- Also known as: Rocky Boyd
- Born: John Erskine Boyd 1936 (age 89–90) Boston
- Genres: Hard bop
- Instrument: tenor saxophone
- Label: Jazztime Records

= Rocky Boyd =

American musician

John Erskine "Rocky" Boyd (Boston, 1936) is an American jazz saxophonist.

==Biography==
He studied at the South End Music School, Berklee and the Boston Conservatory. Interested in jazz, he moved to New York City in 1958 where he continued his studies while playing at jazz clubs. He played his first date at the Five Spot. Before long, he was working with Johnny Griffin, Philly Joe Jones and Pete LaRoca. Later he replaced Stanley Turrentine in the Max Roach Quintet and also took Hank Mobley's place in the Miles Davis Quintet for three months, after he left in 1961. However, Boyd never recorded in studio with Davis, and in early 1962 he went on the road with the Philly Joe Jones Quintet. His only known recording is Ease It, recorded in 1961 for Jazztime Records.
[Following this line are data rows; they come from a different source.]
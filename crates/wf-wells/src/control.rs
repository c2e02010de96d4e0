//! Well status, type, control mode and target records.

use wf_core::units::{Pressure, VolumeRate};
use wf_core::{Phase, PhaseWeights};

#[derive(Debug, Clone, Copy, PartialEq, Eq, Hash)]
pub enum WellStatus {
    /// Flowing.
    Open,
    /// Stopped at the surface.
    Closed,
    /// Isolated from the formation.
    Shut,
}

impl WellStatus {
    pub fn is_open(self) -> bool {
        self == WellStatus::Open
    }
}

#[derive(Debug, Clone, Copy, PartialEq, Eq, Hash)]
pub enum WellType {
    Injector,
    Producer,
}

#[derive(Debug, Clone, Copy, PartialEq, Eq, Hash)]
pub enum ControlMode {
    VolumetricSurfaceRate,
    VolumetricReservoirRate,
    BottomHolePressure,
    TubingHeadPressure,
}

impl ControlMode {
    pub fn is_rate(self) -> bool {
        matches!(
            self,
            ControlMode::VolumetricSurfaceRate | ControlMode::VolumetricReservoirRate
        )
    }
}

/// Operating limits of a well for one interval.
///
/// Rate targets are magnitudes; producers withdraw them. `None` leaves the
/// well's previous value untouched.
#[derive(Debug, Clone, Copy, PartialEq)]
pub struct WellTargets {
    pub surface_rate: Option<VolumeRate>,
    pub reservoir_rate: Option<VolumeRate>,
    pub bottom_hole_pressure: Pressure,
    pub tubing_head_pressure: Pressure,
}

/// Canonical control state of a well for one interval.
#[derive(Debug, Clone, Copy, PartialEq)]
pub struct WellControls {
    pub well_type: WellType,
    pub control_mode: ControlMode,
    pub phase_weights: PhaseWeights,
    /// Set for injectors only.
    pub injected_phase: Option<Phase>,
    pub targets: WellTargets,
}
#[cfg(test)]
mod tests {
    use super::*;
    use crate::control::{WellControls, WellTargets};
    use wf_core::PhaseVector;
    use wf_core::units::{m, m3pd};
    use wf_mesh::{CellState, Mesh, MeshBuilder, SolutionSnapshot};

    fn mesh() -> wf_mesh::CartesianMesh {
        MeshBuilder::new(3, 1, 1).build().unwrap()
    }

    fn connect(well: &mut PeacemanWell, mesh: &wf_mesh::CartesianMesh, dofs: &[usize]) {
        for &dof in dofs {
            let ctx = ElementContext::new(mesh, &mesh.elements()[dof]);
            well.add_dof(&ctx, 0).unwrap();
        }
    }

    fn iterate(well: &mut PeacemanWell, mesh: &wf_mesh::CartesianMesh, snap: &SolutionSnapshot) {
        well.begin_iteration_pre_process();
        for element in mesh.elements() {
            let ctx = ElementContext::new(mesh, element).with_snapshot(snap);
            well.begin_iteration_accumulate(&ctx).unwrap();
        }
        well.begin_iteration_post_process().unwrap();
    }

    fn total_rate(well: &PeacemanWell, mesh: &wf_mesh::CartesianMesh, snap: &SolutionSnapshot) -> RateVector {
        mesh.elements()
            .iter()
            .map(|e| {
                let ctx = ElementContext::new(mesh, e).with_snapshot(snap);
                well.compute_total_rates_for_dof(&ctx, 0).unwrap()
            })
            .sum()
    }

    fn injector(rate_m3_per_day: f64, bhp_limit: f64) -> WellControls {
        WellControls {
            well_type: WellType::Injector,
            control_mode: ControlMode::VolumetricSurfaceRate,
            phase_weights: PhaseWeights::only(Phase::Water),
            injected_phase: Some(Phase::Water),
            targets: WellTargets {
                surface_rate: Some(m3pd(rate_m3_per_day)),
                reservoir_rate: None,
                bottom_hole_pressure: pa(bhp_limit),
                tubing_head_pressure: pa(1.0e100),
            },
        }
    }

    #[test]
    fn placeholder_well_is_inert() {
        let mesh = mesh();
        let well = PeacemanWell::new("W");
        assert_eq!(well.name(), "W");
        assert_eq!(well.status(), WellStatus::Shut);
        assert!(well.well_type().is_none());
        assert!(well.control_mode().is_none());
        assert_eq!(well.num_dofs(), 0);

        let snap = SolutionSnapshot::uniform(3, CellState::new(pa(1.0e7), PhaseVector::new(1.0, 0.0, 0.0)));
        assert_eq!(total_rate(&well, &mesh, &snap), RateVector::zeros());
    }

    #[test]
    fn rate_controlled_injector_meets_target() {
        let mesh = mesh();
        let mut well = PeacemanWell::new("INJ");
        connect(&mut well, &mesh, &[0, 1]);
        well.apply_controls(&injector(1000.0, 1.0e9));
        well.set_status(WellStatus::Open);

        let mut snap = SolutionSnapshot::uniform(3, CellState::new(pa(1.0e7), PhaseVector::new(0.7, 0.0, 0.3)));
        snap.get_mut(1).unwrap().pressure = pa(1.2e7);
        iterate(&mut well, &mesh, &snap);

        let q = total_rate(&well, &mesh, &snap);
        assert!((q[Phase::Water.index()] - m3pd(1000.0).value).abs() < 1e-12);
        assert_eq!(q[Phase::Oil.index()], 0.0);
        assert!(well.bottom_hole_pressure().value > 1.2e7);
    }

    #[test]
    fn injector_bhp_is_capped_by_limit() {
        let mesh = mesh();
        let mut well = PeacemanWell::new("INJ");
        connect(&mut well, &mesh, &[0]);
        well.apply_controls(&injector(1.0e9, 1.1e7));
        well.set_status(WellStatus::Open);

        let snap = SolutionSnapshot::uniform(3, CellState::new(pa(1.0e7), PhaseVector::new(1.0, 0.0, 0.0)));
        iterate(&mut well, &mesh, &snap);

        assert_eq!(well.bottom_hole_pressure(), pa(1.1e7));
    }

    #[test]
    fn bhp_producer_withdraws_by_saturation() {
        let mesh = mesh();
        let mut well = PeacemanWell::new("PROD");
        connect(&mut well, &mesh, &[2]);
        well.set_well_type(WellType::Producer);
        well.set_control_mode(ControlMode::BottomHolePressure);
        well.set_volumetric_phase_weights(PhaseWeights::all());
        well.set_target_bottom_hole_pressure(pa(5.0e6));
        well.set_status(WellStatus::Open);

        let snap = SolutionSnapshot::uniform(3, CellState::new(pa(1.0e7), PhaseVector::new(0.6, 0.1, 0.3)));
        iterate(&mut well, &mesh, &snap);

        let q = total_rate(&well, &mesh, &snap);
        assert!(q.iter().all(|&v| v < 0.0));
        assert!((q[0] / q[2] - 2.0).abs() < 1e-12);
    }

    #[test]
    fn closed_well_contributes_nothing() {
        let mesh = mesh();
        let mut well = PeacemanWell::new("INJ");
        connect(&mut well, &mesh, &[0]);
        well.apply_controls(&injector(100.0, 1.0e9));
        well.set_status(WellStatus::Closed);

        let snap = SolutionSnapshot::uniform(3, CellState::new(pa(1.0e7), PhaseVector::new(1.0, 0.0, 0.0)));
        iterate(&mut well, &mesh, &snap);
        assert_eq!(total_rate(&well, &mesh, &snap), RateVector::zeros());
    }

    #[test]
    fn overrides_respect_precedence() {
        let mesh = mesh();
        let mut well = PeacemanWell::new("W");
        connect(&mut well, &mesh, &[1]);
        let ctx = ElementContext::new(&mesh, &mesh.elements()[1]);

        let default_t = well.connection_transmissibility_factor(1).unwrap();
        well.set_radius(&ctx, 0, m(0.2)).unwrap();
        let wider_t = well.connection_transmissibility_factor(1).unwrap();
        assert!(wider_t > default_t);

        well.set_connection_transmissibility_factor(&ctx, 0, 3.0e-12).unwrap();
        well.set_radius(&ctx, 0, m(0.05)).unwrap();
        assert_eq!(well.connection_transmissibility_factor(1), Some(3.0e-12));
        assert_eq!(well.radius(1), Some(m(0.05)));
    }

    #[test]
    fn narrow_cell_waits_for_explicit_factor() {
        let mesh = MeshBuilder::new(2, 1, 1)
            .cell_size(0.4, 0.4, 1.0)
            .build()
            .unwrap();
        let mut well = PeacemanWell::new("W");
        let ctx = ElementContext::new(&mesh, &mesh.elements()[0]);
        well.add_dof(&ctx, 0).unwrap();
        well.apply_controls(&injector(10.0, 1.0e9));
        well.set_status(WellStatus::Open);
        assert!(well.owns_dof(0));
        assert_eq!(well.connection_transmissibility_factor(0), None);

        let snap = SolutionSnapshot::uniform(2, CellState::new(pa(1.0e7), PhaseVector::new(1.0, 0.0, 0.0)));
        let ctx = ElementContext::new(&mesh, &mesh.elements()[0]).with_snapshot(&snap);
        well.begin_iteration_pre_process();
        assert!(matches!(
            well.begin_iteration_accumulate(&ctx),
            Err(WellError::NonPhysical { .. })
        ));

        well.set_connection_transmissibility_factor(&ctx, 0, 1.0e-12).unwrap();
        well.begin_iteration_pre_process();
        well.begin_iteration_accumulate(&ctx).unwrap();
        well.begin_iteration_post_process().unwrap();
        assert_eq!(well.connection_transmissibility_factor(0), Some(1.0e-12));
        assert!(well.compute_total_rates_for_dof(&ctx, 0).unwrap()[Phase::Water.index()] > 0.0);
    }

    #[test]
    fn overrides_on_foreign_dof_fail() {
        let mesh = mesh();
        let mut well = PeacemanWell::new("W");
        connect(&mut well, &mesh, &[0]);
        let ctx = ElementContext::new(&mesh, &mesh.elements()[2]);

        assert!(matches!(
            well.set_radius(&ctx, 0, m(0.1)),
            Err(WellError::DofNotOwned { dof: 2, .. })
        ));
        assert!(matches!(
            well.set_connection_transmissibility_factor(&ctx, 0, f64::NAN),
            Err(WellError::NonPhysical { .. })
        ));
    }

    #[test]
    fn lifecycle_counters() {
        let mut well = PeacemanWell::new("W");
        well.begin_time_step();
        well.end_iteration();
        well.end_iteration();
        assert_eq!(well.iteration(), 2);
        well.end_time_step();
        well.begin_time_step();
        assert_eq!(well.iteration(), 0);
        assert_eq!(well.completed_time_steps(), 1);
    }

    #[test]
    fn clear_drops_connections() {
        let mesh = mesh();
        let mut well = PeacemanWell::new("W");
        connect(&mut well, &mesh, &[0, 2]);
        assert_eq!(well.dofs().collect::<Vec<_>>(), vec![0, 2]);
        well.clear();
        assert_eq!(well.num_dofs(), 0);
        assert!(!well.owns_dof(0));
    }
}
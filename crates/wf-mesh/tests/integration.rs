//! Integration tests for wf-mesh.

use proptest::prelude::*;
use wf_core::PhaseVector;
use wf_core::units::pa;
use wf_mesh::{CellState, ElementContext, Mesh, MeshBuilder, PartitionType, SolutionSnapshot};

#[test]
fn element_context_walk_matches_lookup_table() {
    let mesh = MeshBuilder::new(4, 3, 2)
        .deactivate(1, 1, 0)
        .deactivate(3, 2, 1)
        .build()
        .unwrap();

    let mut visited = Vec::new();
    for element in mesh.elements() {
        let ctx = ElementContext::new(&mesh, element);
        for local in 0..ctx.num_dofs() {
            let dof = ctx.global_dof(local).unwrap();
            let cell = ctx.cartesian_index(local).unwrap();
            assert_eq!(mesh.cartesian_cell_ids()[dof], cell);
            visited.push(cell);
        }
    }

    assert_eq!(visited.len(), 22);
    assert!(!visited.contains(&5));
    assert!(!visited.contains(&23));
    assert!(visited.windows(2).all(|w| w[0] < w[1]));
}

#[test]
fn partitioned_mesh_keeps_overlap_elements() {
    let mesh = MeshBuilder::new(5, 2, 1).partition(1, 2).build().unwrap();

    assert_eq!(mesh.elements().len(), 10);
    assert_eq!(mesh.interior_count(), 5);
    assert_eq!(mesh.rank(), 1);
    assert_eq!(mesh.ranks(), 2);
    assert_eq!(mesh.elements()[0].partition, PartitionType::Overlap);
    assert_eq!(mesh.elements()[9].partition, PartitionType::Interior);
}

#[test]
fn snapshot_is_read_through_context() {
    let mesh = MeshBuilder::new(3, 1, 1).build().unwrap();
    let mut snapshot = SolutionSnapshot::uniform(
        mesh.num_dofs(),
        CellState::new(pa(1.0e7), PhaseVector::new(1.0, 0.0, 0.0)),
    );
    snapshot.get_mut(2).unwrap().pressure = pa(2.0e7);

    let ctx = ElementContext::new(&mesh, &mesh.elements()[2]).with_snapshot(&snapshot);
    assert_eq!(ctx.primary(0).unwrap().pressure, pa(2.0e7));
}

proptest! {
    #[test]
    fn lookup_tables_are_inverse(
        nx in 1usize..6,
        ny in 1usize..6,
        nz in 1usize..4,
        holes in prop::collection::vec((0usize..6, 0usize..6, 0usize..4), 0..8),
    ) {
        let mut builder = MeshBuilder::new(nx, ny, nz);
        for (i, j, k) in holes.iter().copied().filter(|&(i, j, k)| i < nx && j < ny && k < nz) {
            builder = builder.deactivate(i, j, k);
        }
        let mesh = builder.build().unwrap();

        for dof in 0..mesh.num_dofs() {
            let cell = mesh.cartesian_index(dof).unwrap();
            let [i, j, k] = mesh.logical_coords(cell);
            prop_assert_eq!(i + j * nx + k * nx * ny, cell);
            prop_assert_eq!(mesh.dof_at(i, j, k), Some(dof));
        }
    }

    #[test]
    fn every_dof_is_interior_on_exactly_one_rank(n in 1usize..40, ranks in 1usize..6) {
        let mut owners = vec![0usize; n];
        for rank in 0..ranks {
            let mesh = MeshBuilder::new(n, 1, 1).partition(rank, ranks).build().unwrap();
            for element in mesh.elements().iter().filter(|e| e.is_interior()) {
                for &dof in &element.dofs {
                    owners[dof] += 1;
                }
            }
        }
        prop_assert!(owners.iter().all(|&c| c == 1));
    }
}
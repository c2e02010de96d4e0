//! Workspace-wide error type.
//!
//! Every crate keeps its own error enum and converts into `WfError` when a
//! caller only needs the category.

use thiserror::Error;

pub type WfResult<T> = Result<T, WfError>;

#[derive(Error, Debug, Clone, PartialEq)]
pub enum WfError {
    /// A value outside the domain of the operation it was passed to.
    #[error("Invalid argument: {what}")]
    InvalidArg { what: &'static str },

    #[error("{what} index {index} out of range (len {len})")]
    IndexOob {
        what: &'static str,
        index: usize,
        len: usize,
    },

    /// Bookkeeping that disagrees with itself, usually a configuration the
    /// schedule cannot express consistently.
    #[error("Inconsistent state: {what}")]
    Invariant { what: &'static str },
}

#[cfg(test)]
mod tests {
    use super::*;

    #[test]
    fn display_carries_context() {
        let err = WfError::IndexOob {
            what: "local DOF",
            index: 4,
            len: 2,
        };
        assert_eq!(err.to_string(), "local DOF index 4 out of range (len 2)");
    }
}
While in New York City, he lived together with drummer Sunny Murray whom, in a 2003 interview, recalls: "[He] sort of began my career... he was hot, very hot at that period. He was responsible for bringing Sam Rivers into the music, Tony Williams into the music [...]. He helped me begin, and he was very encouraging of me in my studies, as we were living together downtown."

It is believed that Boyd died circa 1980.